Twitch has struck a deal with the National Music Publishers Association after months of animosity between the music industry and the Amazon-owned streaming giant. As reported by Variety, the arrangement is not a full-on licensing agreement, but instead looks to be the basis for a partnership between Twitch and music publishers. 

The announcement states that Twitch has created "a new process that participating music rights holders can opt into to report certain uses of their music, to address when creators inadvertently or incidentally use music in their streams."

Based on the announcement, it seems like the deal between the NMPA and Twitch will make it easier for music publishers to track down and report streamers who use their music. The deal does not appear to change the rules regarding music usage for streamers immediately, who have had to deal with an onslaught of DMCA takedowns in the past year.

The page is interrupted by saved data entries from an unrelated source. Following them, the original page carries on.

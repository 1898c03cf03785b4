use crate::index::InvertedIndex;
use crate::merge::intersect;
use std::fmt::Write;

#[derive(Debug, Clone, PartialEq, Eq)]
pub struct TermEntry {
    pub term: String,
    pub document_frequency: usize,
    pub postings: Vec<String>,
}

#[derive(Debug, Clone, PartialEq, Eq)]
pub struct SimilarPair {
    pub first: TermEntry,
    pub second: TermEntry,
    pub common: Vec<String>,
}

/// Document-frequency summary of a collection.
#[derive(Debug, Clone)]
pub struct CollectionReport {
    pub collection_size: usize,
    pub vocabulary_size: usize,
    pub highest: Vec<TermEntry>,
    pub lowest: Vec<TermEntry>,
    pub similar: Option<SimilarPair>,
}

impl CollectionReport {
    /// Rank terms by document frequency (descending, ties by term) and take
    /// `top_n` from each end. The similar-frequency pair is the two adjacent
    /// terms at the middle of the ranking, reported only when the vocabulary
    /// holds at least `2 * top_n` terms.
    pub fn build(index: &InvertedIndex, top_n: usize) -> Self {
        let mut ranked: Vec<(&str, usize)> = index.term_statistics().into_iter().collect();
        ranked.sort_by(|a, b| b.1.cmp(&a.1).then_with(|| a.0.cmp(b.0)));

        let entry = |&(term, df): &(&str, usize)| TermEntry {
            term: term.to_string(),
            document_frequency: df,
            postings: index
                .postings_with_original_ids(term)
                .into_iter()
                .map(str::to_string)
                .collect(),
        };

        let highest = ranked.iter().take(top_n).map(entry).collect();
        let lowest = ranked[ranked.len().saturating_sub(top_n)..].iter().map(entry).collect();

        let similar = if ranked.len() >= (2 * top_n).max(2) {
            let mid = ranked.len() / 2;
            let (a, b) = (ranked[mid - 1], ranked[mid]);
            let common = intersect(index.postings(a.0), index.postings(b.0))
                .into_iter()
                .filter_map(|id| index.original_doc_id(id).map(str::to_string))
                .collect();
            Some(SimilarPair { first: entry(&a), second: entry(&b), common })
        } else {
            None
        };

        CollectionReport {
            collection_size: index.collection_size(),
            vocabulary_size: index.vocabulary_size(),
            highest,
            lowest,
            similar,
        }
    }

    pub fn render(&self) -> String {
        let rule = "=".repeat(60);
        let mut out = String::new();
        let _ = writeln!(out, "Documents: {}", self.collection_size);
        let _ = writeln!(out, "Vocabulary: {}\n", self.vocabulary_size);

        for (title, entries) in [
            ("HIGHEST DOCUMENT FREQUENCY", &self.highest),
            ("LOWEST DOCUMENT FREQUENCY", &self.lowest),
        ] {
            let _ = writeln!(out, "{rule}\n{title}\n{rule}\n");
            for e in entries {
                render_entry(&mut out, e);
            }
        }

        if let Some(pair) = &self.similar {
            let _ = writeln!(out, "{rule}\nSIMILAR DOCUMENT FREQUENCY\n{rule}\n");
            render_entry(&mut out, &pair.first);
            render_entry(&mut out, &pair.second);
            let _ = writeln!(out, "Common documents ({}): {:?}", pair.common.len(), pair.common);
        }
        out
    }
}

fn render_entry(out: &mut String, e: &TermEntry) {
    let _ = writeln!(out, "Term: '{}'", e.term);
    let _ = writeln!(out, "Document Frequency: {}", e.document_frequency);
    let _ = writeln!(out, "Postings: {:?}\n", e.postings);
}

#[cfg(test)]
mod tests {
    use super::*;

    fn index() -> InvertedIndex {
        let mut index = InvertedIndex::new();
        index.add_document("d1", "the cat sat");
        index.add_document("d2", "the dog sat");
        index.add_document("d3", "the cat ran");
        index
    }

    #[test]
    fn ranks_by_frequency_then_term() {
        let report = CollectionReport::build(&index(), 2);
        let top: Vec<_> = report
            .highest
            .iter()
            .map(|e| (e.term.as_str(), e.document_frequency))
            .collect();
        assert_eq!(top, vec![("the", 3), ("cat", 2)]);
        let bottom: Vec<_> = report.lowest.iter().map(|e| e.term.as_str()).collect();
        assert_eq!(bottom, vec!["dog", "ran"]);
        assert_eq!(report.highest[1].postings, vec!["d1", "d3"]);
    }

    #[test]
    fn similar_pair_comes_from_the_middle() {
        // ranking: the(3) cat(2) sat(2) dog(1) ran(1)
        let report = CollectionReport::build(&index(), 2);
        let pair = report.similar.expect("five terms is enough for top 2");
        assert_eq!(pair.first.term, "cat");
        assert_eq!(pair.second.term, "sat");
        assert_eq!(pair.common, vec!["d1"]);
    }

    #[test]
    fn small_vocabulary_has_no_pair() {
        let report = CollectionReport::build(&index(), 10);
        assert!(report.similar.is_none());
        assert_eq!(report.highest.len(), 5);
        assert!(report.render().contains("Term: 'the'\nDocument Frequency: 3"));
    }
}
//! Query orchestration: one prompt in, one response out.

use std::path::PathBuf;
use std::sync::Arc;

use tokio::io::{AsyncBufReadExt, BufReader};
use tracing::{debug, info, warn};

use crate::config::Config;
use crate::driver::PageDriver;
use crate::error::{PilotError, Result};
use crate::extraction;
use crate::locator;
use crate::model_selection::{self, SelectionOutcome};
use crate::models::{self, ModelIdentifier};
use crate::session::{SelectionMethod, SessionStore};
use crate::submission::SubmissionEngine;

/// Whether `url` belongs to a sign-in flow rather than the chat app.
pub fn is_login_url(url: &str) -> bool {
    url.contains("accounts.google.com")
        || url.contains("ServiceLogin")
        || url.to_lowercase().contains("signin")
}

pub struct Pilot<D: PageDriver> {
    driver: D,
    store: Arc<dyn SessionStore>,
    config: Config,
}

impl<D: PageDriver> Pilot<D> {
    pub fn new(driver: D, store: Arc<dyn SessionStore>, config: Config) -> Self {
        Self {
            driver,
            store,
            config,
        }
    }

    pub fn driver(&self) -> &D {
        &self.driver
    }

    pub fn store(&self) -> &Arc<dyn SessionStore> {
        &self.store
    }

    pub fn config(&self) -> &Config {
        &self.config
    }

    pub fn into_driver(self) -> D {
        self.driver
    }

    /// Send `prompt` to the chat app and return the formatted response.
    ///
    /// An unknown `model_alias` fails before the browser is touched. Without
    /// an alias the stored preference is used, then the registry default.
    pub async fn run_query(
        &self,
        prompt: &str,
        model_alias: Option<&str>,
        debug: bool,
    ) -> Result<String> {
        let requested = model_alias.map(models::parse_alias_or_fail).transpose()?;
        let (model, method) = match requested {
            Some(model) => (model, SelectionMethod::Cli),
            None => (
                self.store
                    .preferred_model()
                    .unwrap_or_else(models::default_model),
                SelectionMethod::Automated,
            ),
        };
        let debug = debug || self.config.debug;

        info!(%model, "starting query");
        match self.drive(prompt, model, method, debug).await {
            Ok(response) => Ok(response),
            Err(e) => {
                warn!(stage = e.stage(), "query failed: {e}");
                self.recover(&e, debug).await;
                Err(e)
            }
        }
    }

    async fn drive(
        &self,
        prompt: &str,
        model: ModelIdentifier,
        method: SelectionMethod,
        debug: bool,
    ) -> Result<String> {
        let timings = &self.config.timings;

        self.restore_cookies().await;
        self.driver
            .navigate(&self.config.start_url, timings.navigation_timeout)
            .await?;
        self.ensure_authenticated(debug).await?;
        locator::dismiss_overlay(&self.driver, timings.overlay_timeout).await;

        let selection =
            model_selection::select_model(&self.driver, &*self.store, model, method, timings)
                .await;
        if selection == SelectionOutcome::Unchanged {
            debug!("continuing with the model the app already has selected");
        }

        SubmissionEngine::new(&self.driver, timings)
            .run(prompt)
            .await?;

        let candidate = extraction::extract(&self.driver).await;
        info!(strategy = ?candidate.strategy, chars = candidate.len, "response ready");

        self.persist_cookies().await;
        Ok(candidate.text)
    }

    async fn restore_cookies(&self) {
        let Some(record) = self.store.load() else {
            debug!("no stored session");
            return;
        };
        if record.cookies.is_empty() {
            return;
        }
        match self.driver.set_cookies(&record.cookies).await {
            Ok(()) => debug!(count = record.cookies.len(), "session cookies restored"),
            Err(e) => warn!("could not restore session cookies: {e:#}"),
        }
    }

    async fn persist_cookies(&self) {
        match self.driver.cookies().await {
            Ok(cookies) => self.store.save(cookies, None),
            Err(e) => warn!("could not read cookies to save the session: {e:#}"),
        }
    }

    /// Fail on a login redirect, or in interactive mode wait for the operator
    /// to sign in and check once more.
    pub async fn ensure_authenticated(&self, interactive: bool) -> Result<()> {
        let url = self.driver.current_url().await?;
        if !is_login_url(&url) {
            return Ok(());
        }
        if !interactive {
            return Err(PilotError::AuthenticationRequired { url });
        }

        wait_for_operator("Sign in in the browser window, then press Enter to continue").await;
        let url = self.driver.current_url().await?;
        if is_login_url(&url) {
            return Err(PilotError::AuthenticationRequired { url });
        }
        info!("signed in, resuming");
        Ok(())
    }

    /// Open the chat app, let the operator sign in and store the cookies.
    pub async fn login(&self) -> Result<usize> {
        self.restore_cookies().await;
        self.driver
            .navigate(&self.config.start_url, self.config.timings.navigation_timeout)
            .await?;
        let url = self.driver.current_url().await?;
        if is_login_url(&url) {
            self.ensure_authenticated(true).await?;
        } else {
            wait_for_operator("Already signed in? Press Enter to save the session").await;
        }

        let cookies = self.driver.cookies().await?;
        let count = cookies.len();
        self.store.save(cookies, None);
        info!(count, "session saved");
        Ok(count)
    }

    async fn recover(&self, err: &PilotError, debug: bool) {
        if debug {
            if let Some(path) = self.capture(err.stage()).await {
                info!(path = %path.display(), "failure screenshot saved");
            }
        }
        if !err.resets_session() {
            return;
        }
        if self.config.keep_alive {
            debug!("keep-alive set, leaving the page as is");
            return;
        }
        if let Err(e) = self
            .driver
            .navigate(&self.config.start_url, self.config.timings.navigation_timeout)
            .await
        {
            warn!("could not reset the page: {e:#}");
        }
    }

    async fn capture(&self, stage: &str) -> Option<PathBuf> {
        let dir = &self.config.screenshot_dir;
        if let Err(e) = std::fs::create_dir_all(dir) {
            warn!(dir = %dir.display(), "cannot create screenshot directory: {e}");
            return None;
        }
        let path = dir.join(format!(
            "{}-{}.png",
            stage.replace(' ', "-"),
            uuid::Uuid::new_v4()
        ));
        match self.driver.screenshot(&path).await {
            Ok(()) => Some(path),
            Err(e) => {
                warn!("screenshot failed: {e:#}");
                None
            }
        }
    }
}

async fn wait_for_operator(message: &str) {
    eprintln!("{message}");
    let mut line = String::new();
    if let Err(e) = BufReader::new(tokio::io::stdin()).read_line(&mut line).await {
        warn!("could not read from stdin: {e}");
    }
}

The announcement also states that this deal will pave the way for some music publishers to opt in to potential collaborations with content creators. NMPA President and CEO David Israelite said that the deal will benefit both the music industry and the Twitch community while giving respect to the rights of songwriters. The majority of the announcement talks about the tools and benefits given to music publishers, but it does not specify how this deal will benefit Twitch streamers.

Twitch has had issues with the music industry in the past, even receiving formal letters from the Recording Industry of America, over copyright violations on its platform. Twitch even muted a live Metallic concert during Blizzcon to avoid a DMCA strike.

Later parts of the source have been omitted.